THE TASK | Look through the data that follows and copy each line with the string "BTreeSet".

GIVEN DATA |
//! Resource manifests.
//!
//! A manifest declares the power and BIOS resources `bmcsync apply`
//! reconciles:
//!
//! ```toml
//! [[power]]
//! name = "node1"
//! desired_power_state = "On"
//! [power.endpoint]
//! address = "10.0.0.5"
//! user = "root"
//! password_env = "NODE1_PASSWORD"
//! ssl_insecure = true
//!
//! [[bios]]
//! name = "node1"
//! [bios.endpoint]
//! address = "10.0.0.5"
//! [bios.attributes]
//! BootMode = "Bios"
//! ```

use std::collections::{BTreeMap, BTreeSet, HashSet};
use std::path::Path;
use std::time::Duration;

use secrecy::SecretString;
use serde::{Deserialize, Serialize};

use bmcsync_core::{EndpointConfig, TlsVerification};

use crate::state::ResourceKind;
use crate::{ConfigError, ENV_PREFIX};

/// Connection block shared by every resource type.
#[derive(Debug, Clone, Default, Deserialize, Serialize)]
#[serde(deny_unknown_fields)]
pub struct EndpointSpec {
    pub address: String,
    pub user: Option<String>,
    pub password: Option<String>,
    /// Environment variable holding the password.
    pub password_env: Option<String>,
    #[serde(default)]
    pub ssl_insecure: bool,
    /// Computer system `Id` to manage on multi-system chassis.
    pub system: Option<String>,
}

impl EndpointSpec {
    /// Translate into the runtime form the core consumes.
    ///
    /// Password lookup: `password_env`, then the declared `password`, then
    /// `BMCSYNC_PASSWORD`. A password declared for this endpoint always
    /// beats the process-wide variable. A user without any password sends
    /// an empty one, which is what BMCs with blank passwords expect.
    pub fn to_endpoint_config(&self, timeout: Duration) -> EndpointConfig {
        let mut config = EndpointConfig::new(self.address.trim())
            .with_tls(TlsVerification::from_insecure(self.ssl_insecure))
            .with_timeout(timeout);

        if let Some(ref user) = self.user {
            let password = self
                .password_env
                .as_deref()
                .and_then(|name| std::env::var(name).ok())
                .or_else(|| self.password.clone())
                .or_else(|| std::env::var(format!("{ENV_PREFIX}PASSWORD")).ok())
                .unwrap_or_default();
            config = config.with_credentials(user.clone(), SecretString::from(password));
        }
        if let Some(ref system) = self.system {
            config = config.with_system(system.clone());
        }
        config
    }
}

#[derive(Debug, Clone, Deserialize, Serialize)]
#[serde(deny_unknown_fields)]
pub struct PowerResource {
    pub name: String,
    /// Reset action to issue. Checked when the resource is reconciled, so a
    /// missing value fails that resource only.
    pub desired_power_state: Option<String>,
    pub endpoint: EndpointSpec,
}

#[derive(Debug, Clone, Deserialize, Serialize)]
#[serde(deny_unknown_fields)]
pub struct BiosResource {
    pub name: String,
    /// Push overrides that differ from the endpoint. When false the resource
    /// is only read and merged.
    #[serde(default)]
    pub apply: bool,
    pub endpoint: EndpointSpec,
    #[serde(default)]
    pub attributes: BTreeMap<String, String>,
}

#[derive(Debug, Clone, Default, Deserialize, Serialize)]
#[serde(deny_unknown_fields)]
pub struct Manifest {
    #[serde(default)]
    pub power: Vec<PowerResource>,
    #[serde(default)]
    pub bios: Vec<BiosResource>,
}

impl Manifest {
    /// Read, parse and validate a manifest file.
    pub fn load(path: &Path) -> Result<Self, ConfigError> {
        let text = std::fs::read_to_string(path)?;
        let manifest: Self = toml::from_str(&text).map_err(|source| ConfigError::Parse {
            path: path.to_path_buf(),
            source,
        })?;
        manifest.validate()?;
        Ok(manifest)
    }

    /// Names are unique per resource type and every endpoint has an address.
    pub fn validate(&self) -> Result<(), ConfigError> {
        let power = self.power.iter().map(|r| (&r.name, &r.endpoint));
        let bios = self.bios.iter().map(|r| (&r.name, &r.endpoint));
        check_resources(ResourceKind::Power, power)?;
        check_resources(ResourceKind::Bios, bios)
    }

    /// State keys of every declared resource.
    pub fn keys(&self) -> BTreeSet<String> {
        let power = self.power.iter().map(|r| ResourceKind::Power.key(&r.name));
        let bios = self.bios.iter().map(|r| ResourceKind::Bios.key(&r.name));
        power.chain(bios).collect()
    }

    pub fn is_empty(&self) -> bool {
        self.power.is_empty() && self.bios.is_empty()
    }
}

fn check_resources<'a>(
    kind: ResourceKind,
    resources: impl Iterator<Item = (&'a String, &'a EndpointSpec)>,
) -> Result<(), ConfigError> {
    let mut seen = HashSet::new();
    for (name, endpoint) in resources {
        if name.trim().is_empty() {
            return Err(ConfigError::Validation {
                field: format!("{kind}.name"),
                reason: "must not be empty".into(),
            });
        }
        if !seen.insert(name.as_str()) {
            return Err(ConfigError::Validation {
                field: format!("{kind}.name"),
                reason: format!("duplicate resource '{name}'"),
            });
        }
        if endpoint.address.trim().is_empty() {
            return Err(ConfigError::Validation {
                field: format!("{kind}.{name}.endpoint.address"),
                reason: "must not be empty".into(),
            });
        }
    }
    Ok(())
}

#[cfg(test)]
#[allow(clippy::unwrap_used)]
mod tests {
    use pretty_assertions::assert_eq;
    use secrecy::ExposeSecret;

    use super::*;

    const SAMPLE: &str = r#"
        [[power]]
        name = "node1"
        desired_power_state = "ForceRestart"
        [power.endpoint]
        address = "10.0.0.5"
        user = "root"
        password = "calvin"
        ssl_insecure = true

        [[bios]]
        name = "node1"
        apply = true
        [bios.endpoint]
        address = "10.0.0.5"
        [bios.attributes]
        BootMode = "Bios"
    "#;

    #[test]
    fn parses_both_resource_types() {
        let manifest: Manifest = toml::from_str(SAMPLE).unwrap();
        manifest.validate().unwrap();

        assert_eq!(manifest.power.len(), 1);
        assert_eq!(
            manifest.power[0].desired_power_state.as_deref(),
            Some("ForceRestart")
        );
        assert!(manifest.power[0].endpoint.ssl_insecure);
        assert!(manifest.bios[0].apply);
        assert_eq!(manifest.bios[0].attributes["BootMode"], "Bios");
        assert_eq!(
            manifest.keys().into_iter().collect::<Vec<_>>(),
            vec!["bios.node1".to_owned(), "power.node1".to_owned()]
        );
    }

    #[test]
    fn missing_directive_parses() {
        let manifest: Manifest = toml::from_str(
            r#"
            [[power]]
            name = "node1"
            [power.endpoint]
            address = "10.0.0.5"
            "#,
        )
        .unwrap();
        assert!(manifest.power[0].desired_power_state.is_none());
        manifest.validate().unwrap();
    }

    #[test]
    fn duplicate_names_are_rejected() {
        let manifest: Manifest = toml::from_str(
            r#"
            [[power]]
            name = "node1"
            endpoint = { address = "10.0.0.5" }
            [[power]]
            name = "node1"
            endpoint = { address = "10.0.0.6" }
            "#,
        )
        .unwrap();
        let err = manifest.validate().unwrap_err();
        assert!(err.to_string().contains("duplicate resource 'node1'"), "{err}");
    }

    #[test]
    fn same_name_across_types_is_fine() {
        let manifest: Manifest = toml::from_str(SAMPLE).unwrap();
        assert!(manifest.validate().is_ok());
    }

    #[test]
    fn empty_address_is_rejected() {
        let manifest: Manifest = toml::from_str(
            r#"
            [[bios]]
            name = "node1"
            endpoint = { address = " " }
            "#,
        )
        .unwrap();
        let err = manifest.validate().unwrap_err();
        assert!(err.to_string().contains("bios.node1.endpoint.address"), "{err}");
    }

    #[test]
    fn unknown_fields_are_rejected() {
        let result: Result<Manifest, _> = toml::from_str(
            r#"
            [[power]]
            name = "node1"
            desired_state = "On"
            endpoint = { address = "10.0.0.5" }
            "#,
        );
        assert!(result.is_err());
    }

    #[test]
    fn endpoint_spec_maps_to_config() {
        let spec = EndpointSpec {
            address: " 10.0.0.5 ".into(),
            user: Some("root".into()),
            password: Some("calvin".into()),
            ssl_insecure: true,
            system: Some("1".into()),
            ..EndpointSpec::default()
        };
        let config = spec.to_endpoint_config(Duration::from_secs(5));

        assert_eq!(config.address, "10.0.0.5");
        assert_eq!(config.tls, TlsVerification::DangerAcceptInvalid);
        assert_eq!(config.timeout, Duration::from_secs(5));
        assert_eq!(config.credentials.unwrap().username, "root");
        assert_eq!(config.system.as_deref(), Some("1"));
    }

    #[test]
    fn endpoint_without_user_is_anonymous() {
        let spec = EndpointSpec {
            address: "10.0.0.5".into(),
            ..EndpointSpec::default()
        };
        let config = spec.to_endpoint_config(Duration::from_secs(30));
        assert!(config.credentials.is_none());
        assert_eq!(config.tls, TlsVerification::SystemDefaults);
    }

    fn password_for(spec: &EndpointSpec) -> String {
        spec.to_endpoint_config(Duration::from_secs(5))
            .credentials
            .unwrap()
            .password
            .expose_secret()
            .to_owned()
    }

    #[test]
    fn declared_password_beats_global_env() {
        figment::Jail::expect_with(|jail| {
            jail.set_env("BMCSYNC_PASSWORD", "global-secret");
            let spec = EndpointSpec {
                address: "10.0.0.5".into(),
                user: Some("root".into()),
                password: Some("calvin".into()),
                ..EndpointSpec::default()
            };
            assert_eq!(password_for(&spec), "calvin");
            Ok(())
        });
    }

    #[test]
    fn password_env_beats_declared_password() {
        figment::Jail::expect_with(|jail| {
            jail.set_env("NODE1_PASSWORD", "from-env");
            let spec = EndpointSpec {
                address: "10.0.0.5".into(),
                user: Some("root".into()),
                password: Some("calvin".into()),
                password_env: Some("NODE1_PASSWORD".into()),
                ..EndpointSpec::default()
            };
            assert_eq!(password_for(&spec), "from-env");
            Ok(())
        });
    }

    #[test]
    fn global_env_fills_in_when_nothing_declared() {
        figment::Jail::expect_with(|jail| {
            jail.set_env("BMCSYNC_PASSWORD", "global-secret");
            let spec = EndpointSpec {
                address: "10.0.0.5".into(),
                user: Some("root".into()),
                ..EndpointSpec::default()
            };
            assert_eq!(password_for(&spec), "global-secret");
            Ok(())
        });
    }
}
// Transport configuration for building reqwest::Client instances.
//
// TLS trust, timeout and user agent live here so the Redfish client only
// deals with URL construction and response handling.

use std::path::PathBuf;
use std::time::Duration;

use crate::error::Error;

const USER_AGENT: &str = concat!("bmcsync/", env!("CARGO_PKG_VERSION"));

/// TLS verification mode.
#[derive(Debug, Clone, Default, PartialEq, Eq)]
pub enum TlsMode {
    /// Use the system certificate store.
    #[default]
    System,
    /// Use a custom CA certificate from the given PEM file.
    CustomCa(PathBuf),
    /// Accept any certificate (BMCs ship with self-signed certs).
    DangerAcceptInvalid,
}

/// Transport configuration for building HTTP clients.
#[derive(Debug, Clone)]
pub struct TransportConfig {
    pub tls: TlsMode,
    pub timeout: Duration,
}

impl Default for TransportConfig {
    fn default() -> Self {
        Self {
            tls: TlsMode::System,
            timeout: Duration::from_secs(30),
        }
    }
}

impl TransportConfig {
    pub fn new(tls: TlsMode, timeout: Duration) -> Self {
        Self { tls, timeout }
    }

    /// Build a `reqwest::Client` from this config.
    pub fn build_client(&self) -> Result<reqwest::Client, Error> {
        let mut builder = reqwest::Client::builder()
            .timeout(self.timeout)
            .user_agent(USER_AGENT);

        match &self.tls {
            TlsMode::System => {}
            TlsMode::CustomCa(path) => {
                let cert_pem = std::fs::read(path)
                    .map_err(|e| Error::Tls(format!("failed to read CA cert: {e}")))?;
                let cert = reqwest::Certificate::from_pem(&cert_pem)
                    .map_err(|e| Error::Tls(format!("invalid CA cert: {e}")))?;
                builder = builder.add_root_certificate(cert);
            }
            TlsMode::DangerAcceptInvalid => {
                builder = builder.danger_accept_invalid_certs(true);
            }
        }

        builder
            .build()
            .map_err(|e| Error::Tls(format!("failed to build HTTP client: {e}")))
    }
}
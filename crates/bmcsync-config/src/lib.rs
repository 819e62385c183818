//! Declarative layer for bmcsync.
//!
//! TOML profiles and credential resolution (`profile`), resource manifests
//! (`manifest`), and the persisted outputs of past runs (`state`). Nothing
//! here talks to a BMC; everything ends up as `bmcsync_core::EndpointConfig`
//! values or plain data for the CLI to hand to the core.

pub mod manifest;
pub mod profile;
pub mod state;

use std::path::PathBuf;

use thiserror::Error;

pub use manifest::{BiosResource, EndpointSpec, Manifest, PowerResource};
pub use profile::{
    Config, Defaults, Profile, config_path, load_config, load_config_from, load_config_or_default,
    profile_to_endpoint_config, resolve_credentials, save_config,
};
pub use state::{ResourceKind, ResourceState, State, default_state_path};

/// Environment prefix for every bmcsync variable.
pub const ENV_PREFIX: &str = "BMCSYNC_";

// ── Error ───────────────────────────────────────────────────────────

#[derive(Debug, Error)]
pub enum ConfigError {
    #[error("invalid {field}: {reason}")]
    Validation { field: String, reason: String },

    #[error("no password configured for profile '{profile}'")]
    NoCredentials { profile: String },

    #[error("cannot parse {}: {source}", path.display())]
    Parse {
        path: PathBuf,
        #[source]
        source: toml::de::Error,
    },

    #[error("corrupt state file {}: {source}", path.display())]
    State {
        path: PathBuf,
        #[source]
        source: serde_json::Error,
    },

    #[error("failed to serialize config: {0}")]
    Serialization(#[from] toml::ser::Error),

    #[error("config loading failed: {0}")]
    Figment(Box<figment::Error>),

    #[error("IO error: {0}")]
    Io(#[from] std::io::Error),
}

impl From<figment::Error> for ConfigError {
    fn from(err: figment::Error) -> Self {
        Self::Figment(Box::new(err))
    }
}
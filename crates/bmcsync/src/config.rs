//! CLI configuration: thin wrapper around `bmcsync_config` shared types.
//!
//! Adds resolution that respects `GlobalOpts` flag overrides (--address,
//! --user, --password, ...) on top of the selected profile.

use secrecy::SecretString;

use bmcsync_core::EndpointConfig;

use crate::cli::GlobalOpts;
use crate::error::CliError;

// ── Re-exports from shared crate ────────────────────────────────────

pub use bmcsync_config::{
    Config, Defaults, Profile, config_path, load_config_or_default, save_config,
};

/// Profile name reported when everything comes from flags.
const FLAGS_PROFILE: &str = "(command line)";

// ── CLI-specific helpers ────────────────────────────────────────────

/// Resolve the active profile name from CLI flags and config.
pub fn active_profile_name(global: &GlobalOpts, config: &Config) -> String {
    global
        .profile
        .clone()
        .or_else(|| config.default_profile.clone())
        .unwrap_or_else(|| "default".into())
}

/// Comma-separated profile names, sorted, for help text.
pub fn available_profiles(config: &Config) -> String {
    let mut names: Vec<&str> = config.profiles.keys().map(String::as_str).collect();
    names.sort_unstable();
    if names.is_empty() {
        "(none)".into()
    } else {
        names.join(", ")
    }
}

/// Build the `EndpointConfig` for single-endpoint commands.
///
/// An explicitly requested profile must exist. Otherwise the default
/// profile is used when present, and flags alone when it is not.
pub fn resolve_endpoint(global: &GlobalOpts) -> Result<EndpointConfig, CliError> {
    let cfg = load_config_or_default();
    let profile_name = active_profile_name(global, &cfg);

    if let Some(profile) = cfg.profiles.get(&profile_name) {
        return resolve_profile(profile, &profile_name, global, &cfg.defaults);
    }
    if global.profile.is_some() {
        return Err(CliError::ProfileNotFound {
            name: profile_name,
            available: available_profiles(&cfg),
        });
    }

    if global.address.is_none() {
        return Err(CliError::NoConfig {
            path: config_path().display().to_string(),
        });
    }
    resolve_profile(&Profile::default(), FLAGS_PROFILE, global, &cfg.defaults)
}

/// Translate a `Profile` + global flags into an `EndpointConfig`.
///
/// CLI flag overrides take priority over profile values.
pub fn resolve_profile(
    profile: &Profile,
    profile_name: &str,
    global: &GlobalOpts,
    defaults: &Defaults,
) -> Result<EndpointConfig, CliError> {
    let mut merged = profile.clone();
    if let Some(ref address) = global.address {
        merged.address.clone_from(address);
    }
    if let Some(ref user) = global.user {
        merged.username = Some(user.clone());
    }
    if global.password.is_some() {
        merged.password.clone_from(&global.password);
        merged.password_env = None;
    }
    if global.insecure {
        merged.insecure = Some(true);
    }
    if global.timeout.is_some() {
        merged.timeout = global.timeout;
    }
    if global.system.is_some() {
        merged.system.clone_from(&global.system);
    }

    let mut config = bmcsync_config::profile_to_endpoint_config(&merged, profile_name, defaults)?;

    // An explicit --password beats every env-based lookup.
    if let (Some(password), Some(credentials)) = (&global.password, config.credentials.as_mut()) {
        credentials.password = SecretString::from(password.clone());
    }
    Ok(config)
}
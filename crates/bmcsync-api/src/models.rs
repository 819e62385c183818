// Redfish resource models
//
// Only the fields the reconciler reads are modelled explicitly. Vendors
// disagree on which optional properties they populate, so nearly everything
// is `#[serde(default)]` and unknown fields are either flattened into `extra`
// or dropped.

use std::fmt;

use serde::{Deserialize, Serialize};
use strum::{EnumIter, EnumString, IntoStaticStr};

// ── Links ────────────────────────────────────────────────────────────

/// A `{"@odata.id": "/redfish/v1/..."}` link object.
#[derive(Debug, Clone, PartialEq, Eq, Serialize, Deserialize)]
pub struct ODataId {
    #[serde(rename = "@odata.id")]
    pub odata_id: String,
}

impl ODataId {
    pub fn new(odata_id: impl Into<String>) -> Self {
        Self {
            odata_id: odata_id.into(),
        }
    }

    pub fn as_str(&self) -> &str {
        &self.odata_id
    }
}

// ── Service root ─────────────────────────────────────────────────────

/// `GET /redfish/v1/`
#[derive(Debug, Clone, Deserialize)]
#[serde(rename_all = "PascalCase")]
pub struct ServiceRoot {
    #[serde(rename = "@odata.id", default)]
    pub odata_id: String,
    #[serde(default)]
    pub redfish_version: Option<String>,
    #[serde(default)]
    pub systems: Option<ODataId>,
}

/// Generic resource collection.
#[derive(Debug, Clone, Deserialize)]
pub struct Collection {
    #[serde(rename = "Members", default)]
    pub members: Vec<ODataId>,
}

// ── Computer system ──────────────────────────────────────────────────

/// Observed power state of a computer system.
///
/// The four values the DMTF schema defines are named; anything else a BMC
/// reports is carried through verbatim in `Other`.
#[derive(Debug, Clone, PartialEq, Eq, Serialize, Deserialize)]
#[serde(from = "String", into = "String")]
pub enum PowerState {
    On,
    Off,
    PoweringOn,
    PoweringOff,
    Other(String),
}

impl PowerState {
    pub fn as_str(&self) -> &str {
        match self {
            Self::On => "On",
            Self::Off => "Off",
            Self::PoweringOn => "PoweringOn",
            Self::PoweringOff => "PoweringOff",
            Self::Other(s) => s,
        }
    }
}

impl From<String> for PowerState {
    fn from(s: String) -> Self {
        match s.as_str() {
            "On" => Self::On,
            "Off" => Self::Off,
            "PoweringOn" => Self::PoweringOn,
            "PoweringOff" => Self::PoweringOff,
            _ => Self::Other(s),
        }
    }
}

impl From<PowerState> for String {
    fn from(state: PowerState) -> Self {
        match state {
            PowerState::Other(s) => s,
            known => known.as_str().to_owned(),
        }
    }
}

impl fmt::Display for PowerState {
    fn fmt(&self, f: &mut fmt::Formatter<'_>) -> fmt::Result {
        f.write_str(self.as_str())
    }
}

/// `ResetType` values accepted by `#ComputerSystem.Reset`.
///
/// Serialized verbatim; parsing is case-sensitive because BMCs compare the
/// string exactly.
#[derive(
    Debug, Clone, Copy, PartialEq, Eq, Hash, Serialize, Deserialize, EnumString, EnumIter,
    IntoStaticStr, strum::Display,
)]
pub enum ResetType {
    On,
    ForceOn,
    ForceOff,
    ForceRestart,
    GracefulRestart,
    GracefulShutdown,
    PushPowerButton,
    PowerCycle,
    Nmi,
}

impl ResetType {
    pub fn as_str(self) -> &'static str {
        self.into()
    }

    /// Whether the action can take a running host down.
    pub fn is_disruptive(self) -> bool {
        !matches!(self, Self::On | Self::ForceOn)
    }
}

/// The `Actions` block of a computer system.
#[derive(Debug, Clone, Default, Deserialize)]
pub struct SystemActions {
    #[serde(rename = "#ComputerSystem.Reset", default)]
    pub reset: Option<ResetAction>,
}

#[derive(Debug, Clone, Deserialize)]
pub struct ResetAction {
    pub target: String,
}

/// `GET /redfish/v1/Systems/{id}`
#[derive(Debug, Clone, Deserialize)]
#[serde(rename_all = "PascalCase")]
pub struct ComputerSystem {
    #[serde(rename = "@odata.id")]
    pub odata_id: String,
    #[serde(default)]
    pub id: String,
    #[serde(default)]
    pub manufacturer: Option<String>,
    #[serde(default)]
    pub model: Option<String>,
    #[serde(default)]
    pub serial_number: Option<String>,
    /// Null on some BMCs while the host is transitioning.
    #[serde(default)]
    pub power_state: Option<PowerState>,
    #[serde(default)]
    pub bios: Option<ODataId>,
    #[serde(default)]
    pub actions: SystemActions,
}

impl ComputerSystem {
    /// Target URI for `#ComputerSystem.Reset`.
    ///
    /// Uses the advertised action target, falling back to the conventional
    /// `{system}/Actions/ComputerSystem.Reset` path.
    pub fn reset_target(&self) -> String {
        match &self.actions.reset {
            Some(action) if !action.target.is_empty() => action.target.clone(),
            _ => format!(
                "{}/Actions/ComputerSystem.Reset",
                self.odata_id.trim_end_matches('/')
            ),
        }
    }
}

// ── BIOS ─────────────────────────────────────────────────────────────

/// `@Redfish.Settings` annotation pointing at the pending-settings resource.
#[derive(Debug, Clone, Deserialize)]
#[serde(rename_all = "PascalCase")]
pub struct SettingsAnnotation {
    #[serde(default)]
    pub settings_object: Option<ODataId>,
}

/// `GET /redfish/v1/Systems/{id}/Bios`
///
/// Attribute values are heterogeneous (string, bool, integer, float, and
/// occasionally null), so they stay as raw JSON here.
#[derive(Debug, Clone, Deserialize)]
#[serde(rename_all = "PascalCase")]
pub struct Bios {
    #[serde(rename = "@odata.id")]
    pub odata_id: String,
    #[serde(default)]
    pub id: String,
    #[serde(default)]
    pub name: Option<String>,
    #[serde(default)]
    pub attribute_registry: Option<String>,
    #[serde(default)]
    pub attributes: serde_json::Map<String, serde_json::Value>,
    #[serde(rename = "@Redfish.Settings", default)]
    pub settings: Option<SettingsAnnotation>,
}

impl Bios {
    /// Where attribute changes are PATCHed.
    ///
    /// BMCs that stage BIOS changes advertise a settings object (commonly
    /// `.../Bios/Settings`); the rest accept PATCH on the BIOS resource.
    pub fn settings_target(&self) -> &str {
        self.settings
            .as_ref()
            .and_then(|s| s.settings_object.as_ref())
            .map_or(self.odata_id.as_str(), ODataId::as_str)
    }
}

// ── Error envelope ───────────────────────────────────────────────────

/// Redfish error body: `{"error": {"code", "message", "@Message.ExtendedInfo"}}`.
#[derive(Debug, Deserialize)]
pub(crate) struct RedfishErrorBody {
    pub error: RedfishErrorInner,
}

#[derive(Debug, Deserialize)]
pub(crate) struct RedfishErrorInner {
    #[serde(default)]
    pub code: Option<String>,
    #[serde(default)]
    pub message: Option<String>,
    #[serde(rename = "@Message.ExtendedInfo", default)]
    pub extended_info: Vec<ExtendedInfo>,
}

#[derive(Debug, Deserialize)]
#[serde(rename_all = "PascalCase")]
pub(crate) struct ExtendedInfo {
    #[serde(default)]
    pub message: Option<String>,
    #[serde(default)]
    pub message_id: Option<String>,
}

impl RedfishErrorInner {
    /// Most specific human-readable message available.
    pub fn detail(&self) -> Option<String> {
        let extended: Vec<&str> = self
            .extended_info
            .iter()
            .filter_map(|info| info.message.as_deref().or(info.message_id.as_deref()))
            .collect();
        if !extended.is_empty() {
            return Some(extended.join("; "));
        }
        self.message.clone().or_else(|| self.code.clone())
    }
}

WORKED SOLUTION |
use std::collections::{BTreeMap, BTreeSet, HashSet};
    pub fn keys(&self) -> BTreeSet<String> {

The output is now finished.